PROBLEM TO WORK ON => The expected answer holds every line from the first line of the data below through the line containing "use tokio::time::Instant;", exactly as written, and no other line.

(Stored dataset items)
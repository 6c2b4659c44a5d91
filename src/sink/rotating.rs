//! The rotating sink.

use super::format::{DefaultFileNameFormat, RecordFormat};
use super::policy::{RotationPolicy, SyncPolicy};
use crate::backoff::Backoff;
use crate::error::{Classify, ComponentInfo, FailureClass};
use crate::events::{PipelineEvent, SharedReporter};
use crate::record::{LineRecord, RecordRef};
use crate::storage::{DurableStorage, SegmentHandle, StorageError, StorageResult};
use std::future::Future;
use std::path::PathBuf;
use std::sync::Arc;
use std::time::Duration;
use thiserror::Error;
use tokio::time::Instant;
use tracing::{debug, error, info};

/// How many name collisions are tolerated before opening a segment fails.
const MAX_NAME_COLLISIONS: u32 = 16;

/// Errors returned by a [`RotatingSink`].
#[derive(Error, Debug, Clone, PartialEq)]
pub enum SinkError {
  /// Storage stayed unavailable past the retry budget. The sink instance is
  /// unusable; `unacked` lists every record it accepted but never
  /// acknowledged, so the caller can fail them upstream.
  #[error("sink {component} failed during {operation}: {reason}")]
  Fatal {
    /// Failing sink task.
    component: ComponentInfo,
    /// Storage operation that exhausted its retries.
    operation: &'static str,
    /// Last storage error.
    reason: String,
    /// Records accepted but not durably flushed.
    unacked: Vec<RecordRef>,
  },
  /// The sink was used after a fatal error or after `finish`.
  #[error("sink {0} is closed")]
  Closed(ComponentInfo),
}

impl SinkError {
  /// Records that must be failed upstream because of this error.
  pub fn unacked(&self) -> &[RecordRef] {
    match self {
      SinkError::Fatal { unacked, .. } => unacked,
      SinkError::Closed(_) => &[],
    }
  }

  // A segment that fails to close may lose data flushed to it, so records
  // already flushed are failed along with the rest.
  fn with_unacked(mut self, flushed: Vec<RecordRef>) -> Self {
    if let SinkError::Fatal { unacked, .. } = &mut self {
      unacked.extend(flushed);
    }
    self
  }
}

impl Classify for SinkError {
  fn class(&self) -> FailureClass {
    FailureClass::FatalTask
  }
}

/// Tunables of a rotating sink.
#[derive(Debug, Clone)]
pub struct SinkSettings {
  /// Segment naming.
  pub file_names: DefaultFileNameFormat,
  /// Rotation trigger.
  pub rotation: RotationPolicy,
  /// Longest a record may wait for a flush once appended. `None` leaves
  /// flushing to the sync policy and rotation alone.
  pub sync_interval: Option<Duration>,
  /// Retries per storage operation before giving up.
  pub max_write_retries: u32,
  /// Delay between storage retries.
  pub retry_backoff: Backoff,
}

impl Default for SinkSettings {
  fn default() -> Self {
    Self {
      file_names: DefaultFileNameFormat::default(),
      rotation: RotationPolicy::default(),
      sync_interval: Some(Duration::from_secs(10)),
      max_write_retries: 5,
      retry_backoff: Backoff::default(),
    }
  }
}

/// Counters kept by a sink instance.
#[derive(Debug, Clone, Copy, Default, PartialEq, Eq)]
pub struct SinkStats {
  /// Records appended to storage.
  pub accepted: u64,
  /// Records acknowledged after a durable flush.
  pub acknowledged: u64,
  /// Successful flushes.
  pub flushes: u64,
  /// Segments closed by rotation.
  pub rotations: u64,
  /// Segments opened.
  pub segments_opened: u64,
}

#[derive(Debug)]
struct Segment {
  path: PathBuf,
  handle: SegmentHandle,
  bytes: u64,
  records: u64,
  unflushed: bool,
}

/// Writes delimited records to rotating segments of a durable store.
///
/// Records are appended as they arrive and acknowledged only once a flush
/// that covers them succeeds: `accept`, `tick` and `finish` return the
/// references that became durable during the call. Each reference is
/// returned exactly once.
///
/// A segment is flushed before it is closed. After rotation the next record
/// opens a fresh segment; closed segments are never written again.
#[derive(Debug)]
pub struct RotatingSink {
  component: ComponentInfo,
  storage: Arc<dyn DurableStorage>,
  format: Arc<dyn RecordFormat>,
  sync_policy: Box<dyn SyncPolicy>,
  settings: SinkSettings,
  reporter: SharedReporter,
  segment: Option<Segment>,
  rotation: u64,
  armed_at: Instant,
  pending: Vec<RecordRef>,
  oldest_pending: Option<Instant>,
  stats: SinkStats,
  closed: bool,
}

impl RotatingSink {
  /// Creates a sink. No segment is opened until the first record arrives.
  pub fn new(
    component: ComponentInfo,
    storage: Arc<dyn DurableStorage>,
    format: Arc<dyn RecordFormat>,
    sync_policy: Box<dyn SyncPolicy>,
    settings: SinkSettings,
    reporter: SharedReporter,
  ) -> Self {
    Self {
      component,
      storage,
      format,
      sync_policy,
      settings,
      reporter,
      segment: None,
      rotation: 0,
      armed_at: Instant::now(),
      pending: Vec::new(),
      oldest_pending: None,
      stats: SinkStats::default(),
      closed: false,
    }
  }

  /// Writes one record.
  ///
  /// Returns the records that became durable as a result, which may include
  /// records accepted by earlier calls.
  pub async fn accept(&mut self, record: LineRecord) -> Result<Vec<RecordRef>, SinkError> {
    self.ensure_open()?;
    let mut durable = Vec::new();

    if self.segment.is_some() && self.settings.rotation.time_due(self.armed_at, Instant::now()) {
      durable.extend(self.rotate_on_timer().await?);
    }
    let handle = match self.segment.as_ref() {
      Some(segment) => segment.handle,
      None => self.open_segment(Some(record.origin)).await?,
    };

    let bytes = self.format.format(&record);
    let storage = Arc::clone(&self.storage);
    if let Err(e) = self
      .with_retry("append", || storage.append(handle, &bytes))
      .await
    {
      return Err(self.fatal("append", &e, Some(record.origin)).await);
    }

    if let Some(segment) = self.segment.as_mut() {
      segment.bytes += bytes.len() as u64;
      segment.records += 1;
      segment.unflushed = true;
    }
    if self.pending.is_empty() {
      self.oldest_pending = Some(Instant::now());
    }
    self.pending.push(record.origin);
    self.stats.accepted += 1;

    if self.sync_policy.mark(bytes.len()) {
      durable.extend(self.sync().await?);
    }
    let size = self.segment.as_ref().map_or(0, |s| s.bytes);
    if self.settings.rotation.size_due(size) {
      durable.extend(self.rotate().await?);
    }
    Ok(durable)
  }

  /// Applies timed rotation and the sync interval. Call periodically, e.g.
  /// at [`next_deadline`](Self::next_deadline).
  pub async fn tick(&mut self) -> Result<Vec<RecordRef>, SinkError> {
    self.ensure_open()?;
    let now = Instant::now();
    if self.settings.rotation.time_due(self.armed_at, now) {
      return self.rotate_on_timer().await;
    }
    if self.sync_deadline().is_some_and(|deadline| now >= deadline) {
      return self.sync().await;
    }
    Ok(Vec::new())
  }

  /// Flushes and closes the active segment without opening a new one.
  ///
  /// The sink rejects further records afterwards.
  pub async fn finish(&mut self) -> Result<Vec<RecordRef>, SinkError> {
    self.ensure_open()?;
    let durable = self.sync().await?;
    if let Err(e) = self.close_segment().await {
      return Err(e.with_unacked(durable));
    }
    self.closed = true;
    info!(
      component = %self.component,
      acknowledged = self.stats.acknowledged,
      "Sink finished"
    );
    Ok(durable)
  }

  /// The next instant at which [`tick`](Self::tick) has work: a timed
  /// rotation, or the sync interval of the oldest pending record.
  pub fn next_deadline(&self) -> Option<Instant> {
    match (self.settings.rotation.deadline(self.armed_at), self.sync_deadline()) {
      (Some(rotation), Some(sync)) => Some(rotation.min(sync)),
      (rotation, sync) => rotation.or(sync),
    }
  }

  /// Path of the active segment.
  pub fn current_segment(&self) -> Option<&PathBuf> {
    self.segment.as_ref().map(|s| &s.path)
  }

  /// Records accepted but not yet durable.
  pub fn pending(&self) -> &[RecordRef] {
    &self.pending
  }

  /// Counters for this instance.
  pub fn stats(&self) -> SinkStats {
    self.stats
  }

  /// The task this sink belongs to.
  pub fn component(&self) -> &ComponentInfo {
    &self.component
  }

  fn sync_deadline(&self) -> Option<Instant> {
    Some(self.oldest_pending? + self.settings.sync_interval?)
  }

  fn ensure_open(&self) -> Result<(), SinkError> {
    if self.closed {
      return Err(SinkError::Closed(self.component.clone()));
    }
    Ok(())
  }

  async fn rotate_on_timer(&mut self) -> Result<Vec<RecordRef>, SinkError> {
    let empty = self.segment.as_ref().is_none_or(|s| s.records == 0);
    if empty {
      debug!(component = %self.component, "Timed rotation skipped for empty segment");
      self.armed_at = Instant::now();
      return Ok(Vec::new());
    }
    self.rotate().await
  }

  async fn sync(&mut self) -> Result<Vec<RecordRef>, SinkError> {
    let Some(segment) = self.segment.as_ref() else {
      self.sync_policy.reset();
      return Ok(Vec::new());
    };
    if !segment.unflushed {
      self.sync_policy.reset();
      return Ok(Vec::new());
    }
    let handle = segment.handle;
    let storage = Arc::clone(&self.storage);
    if let Err(e) = self.with_retry("flush", || storage.flush(handle)).await {
      return Err(self.fatal("flush", &e, None).await);
    }
    if let Some(segment) = self.segment.as_mut() {
      segment.unflushed = false;
    }
    self.sync_policy.reset();
    self.stats.flushes += 1;
    let durable = std::mem::take(&mut self.pending);
    self.oldest_pending = None;
    self.stats.acknowledged += durable.len() as u64;
    debug!(
      component = %self.component,
      records = durable.len(),
      "Flushed segment"
    );
    Ok(durable)
  }

  async fn rotate(&mut self) -> Result<Vec<RecordRef>, SinkError> {
    let durable = self.sync().await?;
    if let Err(e) = self.close_segment().await {
      return Err(e.with_unacked(durable));
    }
    self.stats.rotations += 1;
    self.rotation += 1;
    Ok(durable)
  }

  async fn close_segment(&mut self) -> Result<(), SinkError> {
    let Some(segment) = self.segment.as_ref() else {
      return Ok(());
    };
    let handle = segment.handle;
    let storage = Arc::clone(&self.storage);
    if let Err(e) = self.with_retry("close", || storage.close(handle)).await {
      return Err(self.fatal("close", &e, None).await);
    }
    if let Some(segment) = self.segment.take() {
      self.reporter.report(PipelineEvent::SegmentRotated {
        component: self.component.clone(),
        path: segment.path,
        records: segment.records,
        bytes: segment.bytes,
      });
    }
    Ok(())
  }

  async fn open_segment(
    &mut self,
    incoming: Option<RecordRef>,
  ) -> Result<SegmentHandle, SinkError> {
    let mut collisions = 0;
    let mut attempt = 0;
    loop {
      let path = self.settings.file_names.segment_path(
        &self.component.name,
        self.component.task,
        self.rotation,
        chrono::Utc::now().timestamp_millis(),
      );
      match self.storage.open(&path).await {
        Ok(handle) => {
          self.segment = Some(Segment {
            path: path.clone(),
            handle,
            bytes: 0,
            records: 0,
            unflushed: false,
          });
          self.armed_at = Instant::now();
          self.stats.segments_opened += 1;
          self.reporter.report(PipelineEvent::SegmentOpened {
            component: self.component.clone(),
            path,
          });
          return Ok(handle);
        }
        Err(StorageError::AlreadyExists(_)) if collisions < MAX_NAME_COLLISIONS => {
          collisions += 1;
          self.rotation += 1;
          debug!(component = %self.component, path = %path.display(), "Segment name taken");
        }
        Err(e) if e.class() == FailureClass::Transient && attempt < self.settings.max_write_retries => {
          attempt += 1;
          self.report_retry(attempt, &e);
          tokio::time::sleep(self.settings.retry_backoff.delay(attempt - 1)).await;
        }
        Err(e) => return Err(self.fatal("open", &e, incoming).await),
      }
    }
  }

  async fn with_retry<F, Fut>(&self, operation: &'static str, mut op: F) -> StorageResult<()>
  where
    F: FnMut() -> Fut,
    Fut: Future<Output = StorageResult<()>>,
  {
    let mut attempt = 0;
    loop {
      match op().await {
        Ok(()) => return Ok(()),
        Err(e) if e.class() == FailureClass::Transient && attempt < self.settings.max_write_retries => {
          attempt += 1;
          debug!(component = %self.component, operation, attempt, "Retrying storage operation");
          self.report_retry(attempt, &e);
          tokio::time::sleep(self.settings.retry_backoff.delay(attempt - 1)).await;
        }
        Err(e) => return Err(e),
      }
    }
  }

  fn report_retry(&self, attempt: u32, err: &StorageError) {
    self.reporter.report(PipelineEvent::StorageRetry {
      component: self.component.clone(),
      attempt,
      reason: err.to_string(),
    });
  }

  async fn fatal(
    &mut self,
    operation: &'static str,
    err: &StorageError,
    incoming: Option<RecordRef>,
  ) -> SinkError {
    let mut unacked = std::mem::take(&mut self.pending);
    unacked.extend(incoming);
    self.oldest_pending = None;
    error!(
      component = %self.component,
      operation,
      error = %err,
      unacked = unacked.len(),
      "Storage retries exhausted"
    );
    if let Some(segment) = self.segment.take() {
      self.storage.abandon(segment.handle).await;
    }
    self.closed = true;
    SinkError::Fatal {
      component: self.component.clone(),
      operation,
      reason: err.to_string(),
      unacked,
    }
  }
}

EXPECTED ANSWER =>
repository 6c2b4659c44a5d91
filename src/sink/rotating.rs
//! The rotating sink.

use super::format::{DefaultFileNameFormat, RecordFormat};
use super::policy::{RotationPolicy, SyncPolicy};
use crate::backoff::Backoff;
use crate::error::{Classify, ComponentInfo, FailureClass};
use crate::events::{PipelineEvent, SharedReporter};
use crate::record::{LineRecord, RecordRef};
use crate::storage::{DurableStorage, SegmentHandle, StorageError, StorageResult};
use std::future::Future;
use std::path::PathBuf;
use std::sync::Arc;
use std::time::Duration;
use thiserror::Error;
use tokio::time::Instant;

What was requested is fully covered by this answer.